Exercise aim:
Find the string "clap" in the records. Copy every line it appears in.

(Stored data entries)
┌──

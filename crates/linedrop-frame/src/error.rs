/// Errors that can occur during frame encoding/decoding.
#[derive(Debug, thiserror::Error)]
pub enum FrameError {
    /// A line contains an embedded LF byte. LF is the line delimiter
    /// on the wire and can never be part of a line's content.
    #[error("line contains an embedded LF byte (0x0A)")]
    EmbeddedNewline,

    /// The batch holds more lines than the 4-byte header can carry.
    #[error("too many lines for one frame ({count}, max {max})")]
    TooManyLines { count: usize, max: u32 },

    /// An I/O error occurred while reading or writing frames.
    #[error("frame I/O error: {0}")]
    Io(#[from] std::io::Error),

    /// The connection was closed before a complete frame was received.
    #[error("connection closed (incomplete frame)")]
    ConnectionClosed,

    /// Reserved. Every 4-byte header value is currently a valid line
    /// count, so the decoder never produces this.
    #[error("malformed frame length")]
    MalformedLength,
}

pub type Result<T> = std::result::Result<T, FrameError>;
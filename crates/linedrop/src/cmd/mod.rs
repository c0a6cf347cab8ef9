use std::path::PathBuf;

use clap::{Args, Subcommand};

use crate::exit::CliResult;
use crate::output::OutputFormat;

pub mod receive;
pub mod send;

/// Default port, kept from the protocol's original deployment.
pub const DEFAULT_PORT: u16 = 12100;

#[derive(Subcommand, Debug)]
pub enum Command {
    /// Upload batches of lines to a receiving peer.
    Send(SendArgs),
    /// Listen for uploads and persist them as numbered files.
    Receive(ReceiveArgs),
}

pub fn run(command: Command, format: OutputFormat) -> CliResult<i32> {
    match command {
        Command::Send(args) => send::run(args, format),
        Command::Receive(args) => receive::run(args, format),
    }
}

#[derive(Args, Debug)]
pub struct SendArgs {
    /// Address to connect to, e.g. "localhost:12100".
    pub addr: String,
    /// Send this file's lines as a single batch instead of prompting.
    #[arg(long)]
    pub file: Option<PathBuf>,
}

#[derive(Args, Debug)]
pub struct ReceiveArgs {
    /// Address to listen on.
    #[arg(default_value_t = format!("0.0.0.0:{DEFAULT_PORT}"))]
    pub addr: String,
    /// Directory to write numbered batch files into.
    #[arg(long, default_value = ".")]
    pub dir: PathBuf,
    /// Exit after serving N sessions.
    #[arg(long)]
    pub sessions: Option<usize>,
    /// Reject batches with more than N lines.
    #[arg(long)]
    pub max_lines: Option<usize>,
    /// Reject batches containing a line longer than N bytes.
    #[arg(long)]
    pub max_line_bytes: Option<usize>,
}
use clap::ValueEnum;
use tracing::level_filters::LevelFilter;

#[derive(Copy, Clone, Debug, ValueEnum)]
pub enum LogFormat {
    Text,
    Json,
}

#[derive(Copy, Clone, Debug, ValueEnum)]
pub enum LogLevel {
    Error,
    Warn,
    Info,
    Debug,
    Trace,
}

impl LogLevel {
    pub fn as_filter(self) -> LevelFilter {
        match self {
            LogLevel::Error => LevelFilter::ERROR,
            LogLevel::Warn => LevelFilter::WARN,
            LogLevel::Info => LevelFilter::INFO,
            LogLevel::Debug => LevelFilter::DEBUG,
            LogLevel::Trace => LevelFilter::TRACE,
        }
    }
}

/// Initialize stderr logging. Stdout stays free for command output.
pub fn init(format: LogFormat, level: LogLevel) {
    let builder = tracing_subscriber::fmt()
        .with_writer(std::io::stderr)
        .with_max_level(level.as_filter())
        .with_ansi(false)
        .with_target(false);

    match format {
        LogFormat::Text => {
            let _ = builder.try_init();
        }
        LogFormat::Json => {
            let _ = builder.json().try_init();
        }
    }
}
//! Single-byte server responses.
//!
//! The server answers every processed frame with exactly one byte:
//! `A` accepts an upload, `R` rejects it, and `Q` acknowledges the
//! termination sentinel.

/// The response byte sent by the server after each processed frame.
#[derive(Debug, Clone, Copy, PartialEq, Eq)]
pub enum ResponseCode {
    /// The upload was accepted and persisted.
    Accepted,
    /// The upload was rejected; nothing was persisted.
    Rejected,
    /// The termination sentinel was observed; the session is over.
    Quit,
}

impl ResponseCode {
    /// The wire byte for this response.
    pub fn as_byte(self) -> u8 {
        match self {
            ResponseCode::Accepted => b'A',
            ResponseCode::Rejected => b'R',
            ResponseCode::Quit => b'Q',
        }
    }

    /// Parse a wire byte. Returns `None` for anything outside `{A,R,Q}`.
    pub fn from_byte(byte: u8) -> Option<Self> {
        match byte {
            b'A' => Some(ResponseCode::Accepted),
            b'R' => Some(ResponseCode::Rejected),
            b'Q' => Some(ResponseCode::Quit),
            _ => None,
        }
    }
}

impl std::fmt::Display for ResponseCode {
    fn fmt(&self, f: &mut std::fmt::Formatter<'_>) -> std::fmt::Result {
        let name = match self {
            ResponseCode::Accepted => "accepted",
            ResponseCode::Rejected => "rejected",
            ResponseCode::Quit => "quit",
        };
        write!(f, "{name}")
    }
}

└──

Output below:
use clap::{Args, Subcommand};
use clap::ValueEnum;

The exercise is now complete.